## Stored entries
────
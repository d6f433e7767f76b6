//! Steem ledger primitives: transaction types, Graphene binary layout and keys.

mod keys;
mod serializer;
mod types;

pub use keys::{ChainId, CompactSignature, PrivateKey};
pub use types::{
    Asset, Extension, Operation, SignedTransaction, TimePointSec, Transaction, TransactionId,
};
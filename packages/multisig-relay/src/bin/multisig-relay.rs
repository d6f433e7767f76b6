//! Multisig relay daemon.

use multisig_relay::{create_router, AppState, Config};
use std::sync::Arc;
use tokio_util::sync::CancellationToken;
use tracing::{error, info, warn};
use tracing_subscriber::{layer::SubscriberExt, util::SubscriberInitExt};

#[tokio::main]
async fn main() -> Result<(), Box<dyn std::error::Error>> {
    tracing_subscriber::registry()
        .with(tracing_subscriber::EnvFilter::new(
            std::env::var("RUST_LOG").unwrap_or_else(|_| "info".into()),
        ))
        .with(tracing_subscriber::fmt::layer())
        .init();

    info!("Starting multisig relay");

    let config = Config::load().unwrap_or_else(|e| {
        error!(error = %e, "FATAL: fix MULTISIG_* env vars or multisig-relay.toml");
        std::process::exit(1);
    });

    info!(
        account = %config.account,
        rpc = %config.rpc_url,
        fallback = %config.fallback_rpc_url,
        amount = %config.amount,
        symbol = %config.asset_symbol,
        to = %config.send_to,
        "Configuration loaded"
    );

    let bind_address = config.bind_address.clone();
    let state = Arc::new(AppState::new(config).unwrap_or_else(|e| {
        error!(error = %e, "FATAL: failed to initialize relay");
        std::process::exit(1);
    }));

    let cancel = CancellationToken::new();
    let scheduler = Arc::clone(&state.scheduler);
    let cancel_bg = cancel.clone();
    let loop_handle = tokio::spawn(async move {
        scheduler.run(cancel_bg).await;
    });

    let app = create_router(state.clone());

    info!(address = %bind_address, "Listening");

    let listener = tokio::net::TcpListener::bind(&bind_address).await?;

    axum::serve(listener, app)
        .with_graceful_shutdown(shutdown_signal())
        .await?;

    // --- Graceful shutdown: stop polling, let a running step finish ---
    info!("HTTP server stopped, waiting for in-flight dispatch...");
    cancel.cancel();
    if let Err(e) = loop_handle.await {
        warn!(error = %e, "Scheduler task ended abnormally");
    }

    let drain_deadline = tokio::time::Instant::now() + std::time::Duration::from_secs(30);
    loop {
        if !state.scheduler.state().is_in_flight() {
            info!("No dispatch in flight");
            break;
        }
        if tokio::time::Instant::now() >= drain_deadline {
            warn!("Drain timeout, abandoning in-flight dispatch");
            break;
        }
        tokio::time::sleep(std::time::Duration::from_millis(100)).await;
    }

    info!("Multisig relay shut down gracefully");
    Ok(())
}

async fn shutdown_signal() {
    let ctrl_c = async {
        if let Err(e) = tokio::signal::ctrl_c().await {
            error!(error = %e, "Failed to install Ctrl+C handler");
            std::future::pending::<()>().await;
        }
    };

    #[cfg(unix)]
    let terminate = async {
        match tokio::signal::unix::signal(tokio::signal::unix::SignalKind::terminate()) {
            Ok(mut sig) => {
                sig.recv().await;
            }
            Err(e) => {
                error!(error = %e, "Failed to install SIGTERM handler");
                std::future::pending::<()>().await;
            }
        }
    };

    #[cfg(not(unix))]
    let terminate = std::future::pending::<()>();

    tokio::select! {
        _ = ctrl_c => info!("Received SIGINT, shutting down..."),
        _ = terminate => info!("Received SIGTERM, shutting down..."),
    }
}
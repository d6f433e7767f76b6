//! Transaction, operation and asset types with their JSON wire form.

use serde::de::{self, Deserializer};
use serde::ser::{SerializeStruct, Serializer};
use serde::{Deserialize, Serialize};
use std::fmt;
use time::macros::format_description;
use time::{OffsetDateTime, PrimitiveDateTime};

use super::keys::CompactSignature;

/// Asset precision used by SBD and STEEM amounts.
pub const ASSET_PRECISION: u8 = 3;
/// Asset symbols are packed into 7 zero-padded bytes.
pub const MAX_SYMBOL_LEN: usize = 7;

/// Seconds since the Unix epoch, rendered as `YYYY-MM-DDTHH:MM:SS` (UTC, no suffix).
#[derive(Debug, Clone, Copy, PartialEq, Eq, PartialOrd, Ord, Hash)]
pub struct TimePointSec(u32);

impl TimePointSec {
    pub fn from_unix(secs: i64) -> Result<Self, crate::Error> {
        u32::try_from(secs)
            .map(Self)
            .map_err(|_| crate::Error::Signing(format!("timestamp {secs} out of range")))
    }

    pub fn unix(self) -> u32 {
        self.0
    }

    pub fn plus_secs(self, secs: u32) -> Self {
        Self(self.0.saturating_add(secs))
    }

    pub fn parse(s: &str) -> Result<Self, crate::Error> {
        // Nodes occasionally append a zone designator; the ledger itself never does.
        let trimmed = s.trim_end_matches('Z');
        let parsed = PrimitiveDateTime::parse(
            trimmed,
            format_description!("[year]-[month]-[day]T[hour]:[minute]:[second]"),
        )
        .map_err(|e| crate::Error::Rpc(format!("invalid time point {s:?}: {e}")))?;
        Self::from_unix(parsed.assume_utc().unix_timestamp())
    }
}

impl fmt::Display for TimePointSec {
    fn fmt(&self, f: &mut fmt::Formatter<'_>) -> fmt::Result {
        let dt = OffsetDateTime::from_unix_timestamp(i64::from(self.0)).map_err(|_| fmt::Error)?;
        let text = dt
            .format(format_description!(
                "[year]-[month]-[day]T[hour]:[minute]:[second]"
            ))
            .map_err(|_| fmt::Error)?;
        f.write_str(&text)
    }
}

impl Serialize for TimePointSec {
    fn serialize<S: Serializer>(&self, serializer: S) -> Result<S::Ok, S::Error> {
        serializer.collect_str(self)
    }
}

impl<'de> Deserialize<'de> for TimePointSec {
    fn deserialize<D: Deserializer<'de>>(deserializer: D) -> Result<Self, D::Error> {
        let s = String::deserialize(deserializer)?;
        Self::parse(&s).map_err(de::Error::custom)
    }
}

/// Fixed-precision ledger amount, e.g. `1.000 SBD`.
#[derive(Debug, Clone, PartialEq, Eq)]
pub struct Asset {
    pub amount: i64,
    pub precision: u8,
    pub symbol: String,
}

impl Asset {
    /// Parse a decimal amount (`"1"`, `"0.5"`, `"12.345"`) at asset precision.
    pub fn parse(amount: &str, symbol: &str) -> Result<Self, crate::Error> {
        let amount = amount.trim();
        let symbol = symbol.trim();
        if symbol.is_empty()
            || symbol.len() > MAX_SYMBOL_LEN
            || !symbol.bytes().all(|b| b.is_ascii_uppercase())
        {
            return Err(crate::Error::Config(format!("invalid asset symbol {symbol:?}")));
        }

        let (whole, frac) = amount.split_once('.').unwrap_or((amount, ""));
        let digits_ok = |s: &str| s.bytes().all(|b| b.is_ascii_digit());
        if whole.is_empty() || !digits_ok(whole) || !digits_ok(frac) {
            return Err(crate::Error::Config(format!("invalid amount {amount:?}")));
        }
        if frac.len() > usize::from(ASSET_PRECISION) {
            return Err(crate::Error::Config(format!(
                "amount {amount:?} has more than {ASSET_PRECISION} decimals"
            )));
        }

        let scale = 10i64.pow(u32::from(ASSET_PRECISION));
        let padded = format!("{frac:0<width$}", width = usize::from(ASSET_PRECISION));
        let units = whole
            .parse::<i64>()
            .ok()
            .and_then(|w| w.checked_mul(scale))
            .and_then(|w| w.checked_add(padded.parse::<i64>().ok()?))
            .ok_or_else(|| crate::Error::Config(format!("amount {amount:?} out of range")))?;
        if units == 0 {
            return Err(crate::Error::Config("transfer amount must be positive".into()));
        }

        Ok(Self {
            amount: units,
            precision: ASSET_PRECISION,
            symbol: symbol.to_string(),
        })
    }
}

impl fmt::Display for Asset {
    fn fmt(&self, f: &mut fmt::Formatter<'_>) -> fmt::Result {
        let scale = 10i64.pow(u32::from(self.precision));
        write!(
            f,
            "{}.{:0width$} {}",
            self.amount / scale,
            self.amount % scale,
            self.symbol,
            width = usize::from(self.precision)
        )
    }
}

/// The operations this relay emits.
#[derive(Debug, Clone, PartialEq, Eq)]
pub enum Operation {
    Transfer {
        from: String,
        to: String,
        amount: Asset,
        memo: String,
    },
    /// Profile metadata update. Leaves authorities and memo key untouched.
    AccountUpdate2 {
        account: String,
        json_metadata: String,
        posting_json_metadata: String,
    },
}

impl Operation {
    pub fn name(&self) -> &'static str {
        match self {
            Operation::Transfer { .. } => "transfer",
            Operation::AccountUpdate2 { .. } => "account_update2",
        }
    }
}

#[derive(Serialize)]
struct TransferBody<'a> {
    from: &'a str,
    to: &'a str,
    amount: String,
    memo: &'a str,
}

#[derive(Serialize)]
struct AccountUpdate2Body<'a> {
    account: &'a str,
    json_metadata: &'a str,
    posting_json_metadata: &'a str,
    extensions: [(); 0],
}

impl Serialize for Operation {
    fn serialize<S: Serializer>(&self, serializer: S) -> Result<S::Ok, S::Error> {
        match self {
            Operation::Transfer {
                from,
                to,
                amount,
                memo,
            } => (
                self.name(),
                TransferBody {
                    from,
                    to,
                    amount: amount.to_string(),
                    memo,
                },
            )
                .serialize(serializer),
            Operation::AccountUpdate2 {
                account,
                json_metadata,
                posting_json_metadata,
            } => (
                self.name(),
                AccountUpdate2Body {
                    account,
                    json_metadata,
                    posting_json_metadata,
                    extensions: [],
                },
            )
                .serialize(serializer),
        }
    }
}

/// Transaction extensions. None are defined for the operations emitted here.
#[derive(Debug, Clone, PartialEq, Eq, Serialize)]
pub enum Extension {}

/// An unsigned transaction bound to a reference block.
#[derive(Debug, Clone, PartialEq, Eq, Serialize)]
pub struct Transaction {
    pub ref_block_num: u16,
    pub ref_block_prefix: u32,
    pub expiration: TimePointSec,
    pub operations: Vec<Operation>,
    pub extensions: Vec<Extension>,
}

impl Transaction {
    pub fn new(
        ref_block: crate::block_props::RefBlock,
        expiration: TimePointSec,
        operations: Vec<Operation>,
    ) -> Self {
        Self {
            ref_block_num: ref_block.ref_block_num,
            ref_block_prefix: ref_block.ref_block_prefix,
            expiration,
            operations,
            extensions: Vec::new(),
        }
    }
}

/// A transaction plus the signatures collected so far.
#[derive(Debug, Clone, PartialEq, Eq)]
pub struct SignedTransaction {
    pub transaction: Transaction,
    pub signatures: Vec<CompactSignature>,
}

impl Serialize for SignedTransaction {
    fn serialize<S: Serializer>(&self, serializer: S) -> Result<S::Ok, S::Error> {
        let tx = &self.transaction;
        let mut s = serializer.serialize_struct("SignedTransaction", 6)?;
        s.serialize_field("ref_block_num", &tx.ref_block_num)?;
        s.serialize_field("ref_block_prefix", &tx.ref_block_prefix)?;
        s.serialize_field("expiration", &tx.expiration)?;
        s.serialize_field("operations", &tx.operations)?;
        s.serialize_field("extensions", &tx.extensions)?;
        let signatures: Vec<String> = self.signatures.iter().map(|s| s.to_string()).collect();
        s.serialize_field("signatures", &signatures)?;
        s.end()
    }
}

/// First 20 bytes of the sha256 of the unsigned transaction, hex encoded.
#[derive(Debug, Clone, PartialEq, Eq, Hash, Serialize)]
#[serde(transparent)]
pub struct TransactionId(pub String);

impl fmt::Display for TransactionId {
    fn fmt(&self, f: &mut fmt::Formatter<'_>) -> fmt::Result {
        f.write_str(&self.0)
    }
}
//! Graphene binary layout used for signing digests and transaction ids.

use sha2::{Digest, Sha256};

use super::keys::ChainId;
use super::types::{Asset, Operation, Transaction, TransactionId, MAX_SYMBOL_LEN};

pub(crate) const TRANSFER_OP_ID: u32 = 2;
pub(crate) const ACCOUNT_UPDATE2_OP_ID: u32 = 43;

/// Append the little-endian binary form of a value.
trait Pack {
    fn pack(&self, buf: &mut Vec<u8>);
}

fn pack_varint32(mut value: u32, buf: &mut Vec<u8>) {
    loop {
        let byte = (value & 0x7f) as u8;
        value >>= 7;
        if value == 0 {
            buf.push(byte);
            return;
        }
        buf.push(byte | 0x80);
    }
}

fn pack_len(len: usize, buf: &mut Vec<u8>) {
    // Lengths above u32::MAX cannot reach a node; saturate instead of wrapping.
    pack_varint32(u32::try_from(len).unwrap_or(u32::MAX), buf);
}

impl Pack for str {
    fn pack(&self, buf: &mut Vec<u8>) {
        pack_len(self.len(), buf);
        buf.extend_from_slice(self.as_bytes());
    }
}

impl Pack for Asset {
    fn pack(&self, buf: &mut Vec<u8>) {
        buf.extend_from_slice(&self.amount.to_le_bytes());
        buf.push(self.precision);
        let mut symbol = [0u8; MAX_SYMBOL_LEN];
        for (dst, src) in symbol.iter_mut().zip(self.symbol.bytes()) {
            *dst = src;
        }
        buf.extend_from_slice(&symbol);
    }
}

impl Pack for Operation {
    fn pack(&self, buf: &mut Vec<u8>) {
        match self {
            Operation::Transfer {
                from,
                to,
                amount,
                memo,
            } => {
                pack_varint32(TRANSFER_OP_ID, buf);
                from.pack(buf);
                to.pack(buf);
                amount.pack(buf);
                memo.pack(buf);
            }
            Operation::AccountUpdate2 {
                account,
                json_metadata,
                posting_json_metadata,
            } => {
                pack_varint32(ACCOUNT_UPDATE2_OP_ID, buf);
                account.pack(buf);
                // owner, active, posting, memo_key: all absent
                buf.extend_from_slice(&[0, 0, 0, 0]);
                json_metadata.pack(buf);
                posting_json_metadata.pack(buf);
                pack_len(0, buf);
            }
        }
    }
}

impl Pack for Transaction {
    fn pack(&self, buf: &mut Vec<u8>) {
        buf.extend_from_slice(&self.ref_block_num.to_le_bytes());
        buf.extend_from_slice(&self.ref_block_prefix.to_le_bytes());
        buf.extend_from_slice(&self.expiration.unix().to_le_bytes());
        pack_len(self.operations.len(), buf);
        for op in &self.operations {
            op.pack(buf);
        }
        pack_len(self.extensions.len(), buf);
        for ext in &self.extensions {
            match *ext {}
        }
    }
}

impl Transaction {
    /// Binary form of the unsigned transaction.
    pub fn to_bytes(&self) -> Vec<u8> {
        let mut buf = Vec::with_capacity(128);
        self.pack(&mut buf);
        buf
    }

    /// Signing digest: `sha256(chain_id || tx_bytes)`.
    pub fn digest(&self, chain_id: &ChainId) -> [u8; 32] {
        let mut hasher = Sha256::new();
        hasher.update(chain_id.as_bytes());
        hasher.update(self.to_bytes());
        hasher.finalize().into()
    }

    pub fn id(&self) -> TransactionId {
        let hash = Sha256::digest(self.to_bytes());
        TransactionId(hex::encode(&hash[..20]))
    }
}

#[cfg(test)]
mod tests {
    use super::*;
    use crate::block_props::RefBlock;
    use crate::steem::TimePointSec;

    fn sample_tx() -> Transaction {
        Transaction::new(
            RefBlock {
                ref_block_num: 0x1234,
                ref_block_prefix: 0xdeadbeef,
            },
            TimePointSec::from_unix(1_791_990_000).unwrap(),
            vec![Operation::Transfer {
                from: "alice".into(),
                to: "bob".into(),
                amount: Asset::parse("1", "SBD").unwrap(),
                memo: "m".into(),
            }],
        )
    }

    #[test]
    fn test_varint_encoding() {
        let mut buf = Vec::new();
        pack_varint32(0, &mut buf);
        pack_varint32(127, &mut buf);
        pack_varint32(128, &mut buf);
        pack_varint32(300, &mut buf);
        assert_eq!(buf, vec![0x00, 0x7f, 0x80, 0x01, 0xac, 0x02]);
    }

    #[test]
    fn test_transfer_layout() {
        let bytes = sample_tx().to_bytes();
        let mut expected = Vec::new();
        expected.extend_from_slice(&0x1234u16.to_le_bytes());
        expected.extend_from_slice(&0xdeadbeefu32.to_le_bytes());
        expected.extend_from_slice(&1_791_990_000u32.to_le_bytes());
        expected.push(1); // one operation
        expected.push(2); // transfer
        expected.extend_from_slice(&[5, b'a', b'l', b'i', b'c', b'e']);
        expected.extend_from_slice(&[3, b'b', b'o', b'b']);
        expected.extend_from_slice(&1000i64.to_le_bytes());
        expected.push(3);
        expected.extend_from_slice(b"SBD\0\0\0\0");
        expected.extend_from_slice(&[1, b'm']);
        expected.push(0); // extensions
        assert_eq!(bytes, expected);
    }

    #[test]
    fn test_account_update2_layout() {
        let mut buf = Vec::new();
        Operation::AccountUpdate2 {
            account: "al".into(),
            json_metadata: String::new(),
            posting_json_metadata: "{}".into(),
        }
        .pack(&mut buf);
        assert_eq!(
            buf,
            vec![43, 2, b'a', b'l', 0, 0, 0, 0, 0, 2, b'{', b'}', 0]
        );
    }

    #[test]
    fn test_digest_depends_on_chain_id() {
        let tx = sample_tx();
        let steem = ChainId::default();
        let other: ChainId = "11".repeat(32).parse().unwrap();
        assert_ne!(tx.digest(&steem), tx.digest(&other));
        assert_eq!(tx.digest(&steem), tx.digest(&steem));
    }

    #[test]
    fn test_id_is_20_bytes_hex() {
        let id = sample_tx().id();
        assert_eq!(id.0.len(), 40);
        assert!(id.0.bytes().all(|b| b.is_ascii_hexdigit()));
    }

    #[test]
    fn test_id_changes_with_expiration() {
        let a = sample_tx();
        let mut b = sample_tx();
        b.expiration = b.expiration.plus_secs(3600);
        assert_ne!(a.id(), b.id());
    }
}
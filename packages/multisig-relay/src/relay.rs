//! Partial-signature mailbox built on account profile metadata.
//!
//! Each member owns one slot: a field of its `posting_json_metadata` holding
//! the latest [`RelayRecord`]. Records are tagged with the transaction
//! expiration, so a record from a previous hour never passes for a fresh one.

use async_trait::async_trait;
use serde::{Deserialize, Serialize};
use serde_json::{Map, Value};
use std::collections::HashMap;
use std::sync::atomic::Ordering;
use std::sync::Arc;
use tracing::{debug, info};

use crate::block_props::RefBlock;
use crate::ledger::{send_operations, BroadcastReceipt, Ledger};
use crate::metrics::METRICS;
use crate::steem::{ChainId, Operation, PrivateKey, TimePointSec};

/// A draft plus the signatures accumulated up to the publishing member.
#[derive(Debug, Clone, PartialEq, Eq, Serialize, Deserialize)]
pub struct RelayRecord {
    pub expiration: TimePointSec,
    pub ref_block_num: u16,
    pub ref_block_prefix: u32,
    /// Hex signing digest of the draft.
    pub digest: String,
    /// Signatures in rotation order, one per member up to the publisher.
    pub signatures: Vec<String>,
}

impl RelayRecord {
    pub fn ref_block(&self) -> RefBlock {
        RefBlock {
            ref_block_num: self.ref_block_num,
            ref_block_prefix: self.ref_block_prefix,
        }
    }
}

#[async_trait]
pub trait SignatureRelay: Send + Sync {
    /// Overwrite this node's own slot.
    async fn publish(&self, record: &RelayRecord) -> Result<BroadcastReceipt, crate::Error>;

    /// Records for `accounts` tagged with `expiration`, in the order requested.
    /// `None` means the account has not published for that expiration.
    async fn fetch_many(
        &self,
        accounts: &[String],
        expiration: TimePointSec,
    ) -> Result<Vec<(String, Option<RelayRecord>)>, crate::Error>;

    async fn fetch(
        &self,
        account: &str,
        expiration: TimePointSec,
    ) -> Result<Option<RelayRecord>, crate::Error> {
        let mut found = self
            .fetch_many(&[account.to_string()], expiration)
            .await?;
        Ok(found.pop().and_then(|(_, record)| record))
    }
}

/// Parse profile metadata into a JSON object. Empty metadata is an empty object.
pub fn parse_metadata(raw: &str) -> Result<Map<String, Value>, String> {
    if raw.trim().is_empty() {
        return Ok(Map::new());
    }
    match serde_json::from_str::<Value>(raw) {
        Ok(Value::Object(map)) => Ok(map),
        Ok(_) => Err("metadata is not a JSON object".into()),
        Err(e) => Err(format!("metadata is not valid JSON: {e}")),
    }
}

/// Extract the record in `field` if it is tagged with `expiration`.
///
/// Absent fields, stale records and values in an older layout (a bare
/// signature string) all read as "not published".
pub fn read_record(
    metadata: &Map<String, Value>,
    field: &str,
    expiration: TimePointSec,
) -> Option<RelayRecord> {
    let value = metadata.get(field)?;
    let record = match serde_json::from_value::<RelayRecord>(value.clone()) {
        Ok(r) => r,
        Err(e) => {
            debug!(field, error = %e, "Relay field does not hold a record");
            return None;
        }
    };
    if record.expiration != expiration {
        debug!(
            found = %record.expiration,
            wanted = %expiration,
            "Relay record is from another hour"
        );
        return None;
    }
    Some(record)
}

/// [`SignatureRelay`] over the ledger's `posting_json_metadata`.
pub struct MetadataRelay {
    ledger: Arc<dyn Ledger>,
    account: String,
    posting_key: PrivateKey,
    chain_id: ChainId,
    field: String,
}

impl MetadataRelay {
    pub fn new(
        ledger: Arc<dyn Ledger>,
        account: String,
        posting_key: PrivateKey,
        chain_id: ChainId,
        field: String,
    ) -> Self {
        Self {
            ledger,
            account,
            posting_key,
            chain_id,
            field,
        }
    }
}

#[async_trait]
impl SignatureRelay for MetadataRelay {
    async fn publish(&self, record: &RelayRecord) -> Result<BroadcastReceipt, crate::Error> {
        let accounts = self
            .ledger
            .get_accounts(std::slice::from_ref(&self.account))
            .await?;
        let own = accounts
            .into_iter()
            .find(|a| a.name == self.account)
            .ok_or_else(|| crate::Error::Metadata {
                account: self.account.clone(),
                reason: "account not found".into(),
            })?;

        let mut metadata =
            parse_metadata(&own.posting_json_metadata).map_err(|reason| crate::Error::Metadata {
                account: self.account.clone(),
                reason,
            })?;
        let value = serde_json::to_value(record).map_err(|e| crate::Error::Metadata {
            account: self.account.clone(),
            reason: format!("failed to encode record: {e}"),
        })?;
        metadata.insert(self.field.clone(), value);
        let posting_json_metadata =
            serde_json::to_string(&metadata).map_err(|e| crate::Error::Metadata {
                account: self.account.clone(),
                reason: format!("failed to encode metadata: {e}"),
            })?;

        let op = Operation::AccountUpdate2 {
            account: self.account.clone(),
            json_metadata: String::new(),
            posting_json_metadata,
        };
        let receipt = send_operations(
            self.ledger.as_ref(),
            &self.chain_id,
            vec![op],
            &self.posting_key,
        )
        .await?;

        METRICS.signatures_published.fetch_add(1, Ordering::Relaxed);
        info!(
            account = %self.account,
            expiration = %record.expiration,
            signatures = record.signatures.len(),
            tx_id = %receipt.tx_id,
            "Published partial signatures"
        );
        Ok(receipt)
    }

    async fn fetch_many(
        &self,
        accounts: &[String],
        expiration: TimePointSec,
    ) -> Result<Vec<(String, Option<RelayRecord>)>, crate::Error> {
        let records = self.ledger.get_accounts(accounts).await?;
        let by_name: HashMap<&str, &str> = records
            .iter()
            .map(|a| (a.name.as_str(), a.posting_json_metadata.as_str()))
            .collect();

        accounts
            .iter()
            .map(|name| {
                let record = match by_name.get(name.as_str()) {
                    Some(raw) => {
                        let metadata =
                            parse_metadata(raw).map_err(|reason| crate::Error::Metadata {
                                account: name.clone(),
                                reason,
                            })?;
                        read_record(&metadata, &self.field, expiration)
                    }
                    None => None,
                };
                Ok((name.clone(), record))
            })
            .collect()
    }
}
//! HTTP router setup.

use crate::handlers;
use crate::state::AppState;
use axum::routing::get;
use axum::Router;
use std::sync::Arc;
use tower_http::trace::TraceLayer;

/// Create the status router.
pub fn create(state: Arc<AppState>) -> Router {
    Router::new()
        .route("/health", get(handlers::health))
        .route("/metrics", get(handlers::metrics))
        .layer(TraceLayer::new_for_http())
        .with_state(state)
}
────
## Your task
Say how many lines of the data hold the string "future". Reply with the number alone.

## Solution for this problem
3